Mantive o sistema em funcionamento, com os aquários tampados, com bom resultado para os peixes, todos filhotes, trocando 40% da água por dia, ou seja, enchendo as bombonas pela manhã e pela tarde. A água vasada era totalmente eliminada. O desenvolvimento dos filhotes foi muito bom, nenhuma doença, níveis de amônia e nitrito, indetectáveis.

Meu segundo sistema

Depois de muito tempo com o sistema funcionando na forma descrita, quando inaugurei minha nova estufa, e desmontei todas as prateleiras que mantinha em outro lugar, resolvi fazer um sistema mais definitivo.

Aquários

Sistema de Gotejamento

São 24 aquários, de 27 litros. No total são 600 litros . Eles ficam, lado a lado, na prateleira inferior, a 70 cm do solo.

Resevatórios

São dois reservatórios ao nível do solo, na parte inferior desse prateleira, uma caixa de água de amianto, retangular, de 500 litros, na qual está instalado um filtro Millennium 3.000, interligada a uma caixa cilíndrica de fibra de vidro de uns 100 litros, onde há brita e anéis de cerâmica. A água em excesso verte dos aquários para a primeira caixa, por onde sai ao nível do fundo, para entrar, também ao nível do fundo, no reservatório cilíndrico.

Gotejadores

Os gotejadores, atualmente, são torneiras plásticas pequenas, adaptadas em Ts de pvc. Esses Ts são interligados com segmentos de cano de pvc de 20 mm, de tal forma que cada torneira caia, exatamente, no meio da largura de cada aquário, na sua parede frontal. O cano é aberto em uma das extremidades e fechado por um "cap" na outra.

Esgotamento

Os aquários são furados na parte traseira, a 1,5 cm da borda. Os furos têm 10 mm, por ser esse o calibre da broca deMontagem do aquário no gotejamento que eu dispunha. Cada aquário tem colado com araldite um "joelho" de pvc de 20 mm na parte de fora do furo. Nesse joelho é introduzido um pedaço de cano de pvc de 20 mm para que a água seja conduzida por quase toda a altura do aquário, evitando que se espalhe.
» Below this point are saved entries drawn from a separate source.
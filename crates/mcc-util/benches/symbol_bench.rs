//! Symbol module benchmarks
//!
//! These benchmarks measure the performance of symbol interning operations.
//! Run with: `cargo bench --bench symbol_bench`

use criterion::{black_box, criterion_group, criterion_main, Criterion, BenchmarkId, Throughput};
use mcc_util::symbol::Symbol;

/// Benchmark basic symbol interning
fn bench_intern(c: &mut Criterion) {
    let mut group = c.benchmark_group("intern");
    group.throughput(Throughput::Elements(1));

    // Benchmark interning a new string (miss)
    group.bench_function("intern_new_string", |b| {
        let mut counter = 0u64;
        b.iter(|| {
            counter += 1;
            Symbol::intern(&format!("new_string_{}", counter))
        })
    });

    // Benchmark interning an existing string (hit)
    group.bench_function("intern_existing_string", |b| {
        let _sym = Symbol::intern("existing_string");
        b.iter(|| {
            black_box(Symbol::intern("existing_string"))
        })
    });

    // Benchmark interning known keywords
    group.bench_function("intern_known_keyword", |b| {
        b.iter(|| {
            black_box(Symbol::intern_known("fn"))
        })
    });

    group.finish();
}

/// Benchmark symbol comparison
fn bench_comparison(c: &mut Criterion) {
    let mut group = c.benchmark_group("comparison");
    group.throughput(Throughput::Elements(1));

    let sym1 = Symbol::intern("hello");
    let sym2 = Symbol::intern("hello");
    let sym3 = Symbol::intern("world");

    // Benchmark symbol-to-symbol comparison
    group.bench_function("symbol_eq_symbol", |b| {
        b.iter(|| {
            black_box(sym1 == sym2);
            black_box(sym1 == sym3);
        })
    });

    // Benchmark symbol-to-string comparison
    group.bench_function("symbol_eq_str", |b| {
        b.iter(|| {
            black_box(sym1.eq_str("hello"));
            black_box(sym1.eq_str("world"));
        })
    });

    // Benchmark string-to-string comparison (baseline)
    group.bench_function("str_eq_str", |b| {
        let s1 = "hello";
        let s2 = "world";
        b.iter(|| {
            black_box(s1 == "hello");
            black_box(s1 == s2);
        })
    });

    group.finish();
}

/// Benchmark string retrieval
fn bench_string_retrieval(c: &mut Criterion) {
    let mut group = c.benchmark_group("string_retrieval");
    group.throughput(Throughput::Elements(1));

    let sym = Symbol::intern("test_string");

    group.bench_function("as_str", |b| {
        b.iter(|| {
            black_box(sym.as_str())
        })
    });

    group.bench_function("to_string", |b| {
        b.iter(|| {
            black_box(sym.to_string())
        })
    });

    group.finish();
}

/// Benchmark utility methods
fn bench_utilities(c: &mut Criterion) {
    let mut group = c.benchmark_group("utilities");
    group.throughput(Throughput::Elements(1));

    let empty = Symbol::intern("");
    let short = Symbol::intern("a");
    let medium = Symbol::intern("hello_world");
    let long = Symbol::intern(&"a".repeat(1000));

    group.bench_function("is_empty", |b| {
        b.iter(|| {
            black_box(empty.is_empty());
            black_box(short.is_empty());
            black_box(medium.is_empty());
            black_box(long.is_empty());
        })
    });

    group.bench_function("len", |b| {
        b.iter(|| {
            black_box(empty.len());
            black_box(short.len());
            black_box(medium.len());
            black_box(long.len());
        })
    });

    group.bench_function("starts_with", |b| {
        b.iter(|| {
            black_box(medium.starts_with("hello"));
            black_box(medium.starts_with("world"));
        })
    });

    group.bench_function("ends_with", |b| {
        b.iter(|| {
            black_box(medium.ends_with("world"));
            black_box(medium.ends_with("hello"));
        })
    });

    group.finish();
}

/// Benchmark statistics retrieval
fn bench_statistics(c: &mut Criterion) {
    let mut group = c.benchmark_group("statistics");
    group.throughput(Throughput::Elements(1));

    // Pre-populate the interner
    for i in 0..1000 {
        let _ = Symbol::intern(&format!("bench_{}", i));
    }

    group.bench_function("stats_struct", |b| {
        b.iter(|| {
            black_box(Symbol::stats_struct())
        })
    });

    group.bench_function("stats_tuple", |b| {
        b.iter(|| {
            black_box(Symbol::stats())
        })
    });

    group.finish();
}

/// Benchmark with varying string sizes
fn bench_varying_sizes(c: &mut Criterion) {
    let mut group = c.benchmark_group("varying_sizes");

    let sizes = [1, 10, 100, 1000, 10000];

    for &size in &sizes {
        let string = "a".repeat(size);
        group.bench_with_input(
            BenchmarkId::new("intern", size),
            &string,
            |b, s| {
                b.iter(|| {
                    black_box(Symbol::intern(s))
                })
            },
        );
    }

    group.finish();
}

/// Benchmark concurrent interning
fn bench_concurrent(c: &mut Criterion) {
    use std::thread;

    let mut group = c.benchmark_group("concurrent");

    let thread_counts = [1, 2, 4, 8];

    for &num_threads in &thread_counts {
        group.bench_with_input(
            BenchmarkId::new("concurrent_intern", num_threads),
            &num_threads,
            |b, &n| {
                b.iter(|| {
                    let handles: Vec<_> = (0..n)
                        .map(|i| {
                            thread::spawn(move || {
                                for j in 0..100 {
                                    let _ = Symbol::intern(&format!("thread_{}_{}", i, j));
                                }
                            })
                        })
                        .collect();

                    for h in handles {
                        h.join().unwrap();
                    }
                })
            },
        );
    }

    group.finish();
}

criterion_group!(
    benches,
    bench_intern,
    bench_comparison,
    bench_string_retrieval,
    bench_utilities,
    bench_statistics,
    bench_varying_sizes,
    bench_concurrent,
);

criterion_main!(benches);
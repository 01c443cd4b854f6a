//! mcc-lex - Lexical analysis for the mini-C compiler pipeline.
//!
//! Converts source text into a flat stream of [`Token`]s. The lexer never
//! fails fatally: unrecognized characters are reported through a
//! [`mcc_util::diagnostic::Handler`] and skipped so that tokenization
//! always reaches the end of the source.

pub mod cursor;
pub mod lexer;
pub mod token;
pub mod unicode;

pub use lexer::Lexer;
pub use token::{Token, TokenKind, KEYWORDS};

mod edge_cases;
//! Edge case tests for mcc-sem.

#[cfg(test)]
mod tests {
    use crate::{analyze, SymbolKind, Type};
    use mcc_lex::Lexer;
    use mcc_par::Parser;
    use mcc_util::Handler;

    fn analyze_source(source: &str) -> (crate::SymbolTable, Handler) {
        let handler = Handler::new();
        let tokens = Lexer::tokenize(source, &handler);
        let ast = Parser::parse(tokens, &handler);
        let table = analyze(&ast, &handler);
        (table, handler)
    }

    #[test]
    fn test_accepts_well_formed_program() {
        let (_, handler) = analyze_source("int main() { return 0; }");
        assert!(!handler.has_errors());
    }

    #[test]
    fn test_missing_main_is_an_error() {
        let (_, handler) = analyze_source("int helper() { return 0; }");
        assert!(handler.has_errors());
    }

    #[test]
    fn test_undefined_symbol() {
        let (_, handler) = analyze_source("int main() { return x; }");
        assert!(handler.has_errors());
    }

    #[test]
    fn test_redeclaration_in_same_scope() {
        let (_, handler) = analyze_source("int main() { int x = 1; int x = 2; return 0; }");
        assert!(handler.has_errors());
    }

    #[test]
    fn test_shadowing_in_nested_block_is_allowed() {
        let (_, handler) = analyze_source("int main() { int x = 1; { int x = 2; } return 0; }");
        assert!(!handler.has_errors());
    }

    #[test]
    fn test_arithmetic_type_mismatch() {
        let (_, handler) = analyze_source(r#"int main() { int x = 1 + "s"; return 0; }"#);
        assert!(handler.has_errors());
    }

    #[test]
    fn test_int_widens_to_float() {
        let (_, handler) = analyze_source("float main() { float x = 1; return x; }");
        assert!(!handler.has_errors());
    }

    #[test]
    fn test_float_does_not_narrow_to_int() {
        let (_, handler) = analyze_source("int main() { int x = 1.5; return x; }");
        assert!(handler.has_errors());
    }

    #[test]
    fn test_if_condition_must_be_bool() {
        let (_, handler) = analyze_source("int main() { if (1 + 1) { return 0; } return 1; }");
        assert!(handler.has_errors());
    }

    #[test]
    fn test_if_condition_bool_is_fine() {
        let (_, handler) = analyze_source("int main() { if (1 < 2) { return 0; } return 1; }");
        assert!(!handler.has_errors());
    }

    #[test]
    fn test_non_void_function_must_return_value() {
        let (_, handler) = analyze_source("int main() { return; }");
        assert!(handler.has_errors());
    }

    #[test]
    fn test_void_function_must_not_return_value() {
        let (_, handler) = analyze_source("void f() { return 1; } int main() { return 0; }");
        assert!(handler.has_errors());
    }

    #[test]
    fn test_function_call_argument_count_mismatch() {
        let (_, handler) = analyze_source("int add(int a, int b) { return a + b; } int main() { return add(1); }");
        assert!(handler.has_errors());
    }

    #[test]
    fn test_function_call_correct_usage() {
        let (_, handler) = analyze_source("int add(int a, int b) { return a + b; } int main() { return add(1, 2); }");
        assert!(!handler.has_errors());
    }

    #[test]
    fn test_recursive_call_resolves() {
        let (_, handler) = analyze_source(
            "int fact(int n) { if (n <= 1) { return 1; } return n * fact(n - 1); } int main() { return fact(5); }",
        );
        assert!(!handler.has_errors());
    }

    #[test]
    fn test_for_loop_variable_scoped_to_loop() {
        let (table, handler) = analyze_source("int main() { for (int i = 0; i < 10; i = i + 1) { } return 0; }");
        assert!(!handler.has_errors());
        assert_eq!(table.current_scope, "global");
    }

    #[test]
    fn test_current_scope_restored_to_global_after_analysis() {
        let (table, _) = analyze_source("int main() { { { int x = 1; } } return 0; }");
        assert_eq!(table.current_scope, "global");
    }

    #[test]
    fn test_main_symbol_is_recorded_as_function() {
        let (table, _) = analyze_source("int main() { return 0; }");
        let main_sym = table.scopes.get("global").unwrap().symbols.get("main").unwrap();
        assert_eq!(main_sym.kind, SymbolKind::Function);
        assert_eq!(main_sym.ty, Type::Int);
    }

    #[test]
    fn test_assignment_to_undeclared_variable() {
        let (_, handler) = analyze_source("int main() { x = 1; return 0; }");
        assert!(handler.has_errors());
    }

    #[test]
    fn test_assignment_to_function_is_an_error() {
        let (_, handler) = analyze_source("int main() { main = 1; return 0; }");
        assert!(handler.has_errors());
    }
}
Todos os canos vertem em uma calha de cano de pvc de 50 mm (serrado ao meio e com "caps" nas extremidades), por onde a água corre para cair na primeira caixa d'água.

Alimentação

Na caixa de fibra citada em Reservatórios, está instalada uma bomba submersa com vasão de 1600 litros, vasão essa que se reduz, pelo desnível de 60 cm para algo como 1000 litros por hora. Essa bomba está interligada, por uma mangueira flexível, com uma das extremidades do cano em que estão as torneiras.

Em nível superior ao do cano com as torneiras, há um retorno, para permitir que seja feito ajustameto de fluxo, para menor do que o produzido pela bomba, sem forçá-la. Quando algum ou vários dos aquários tiverem o fluxo desligado ou reduzido, a água excedente retornará diretamente ao reservatório de onde saiu, turbilhonando-a.

Segurança

Quando há peixes pequenos nos aquários, uma pequeno recorte de tela de mosquiteiro é fixada com prendedores de roupa por sobre o furo do aquário, evitando que os peixes sejam levados para os reservatórios juntamente com a água.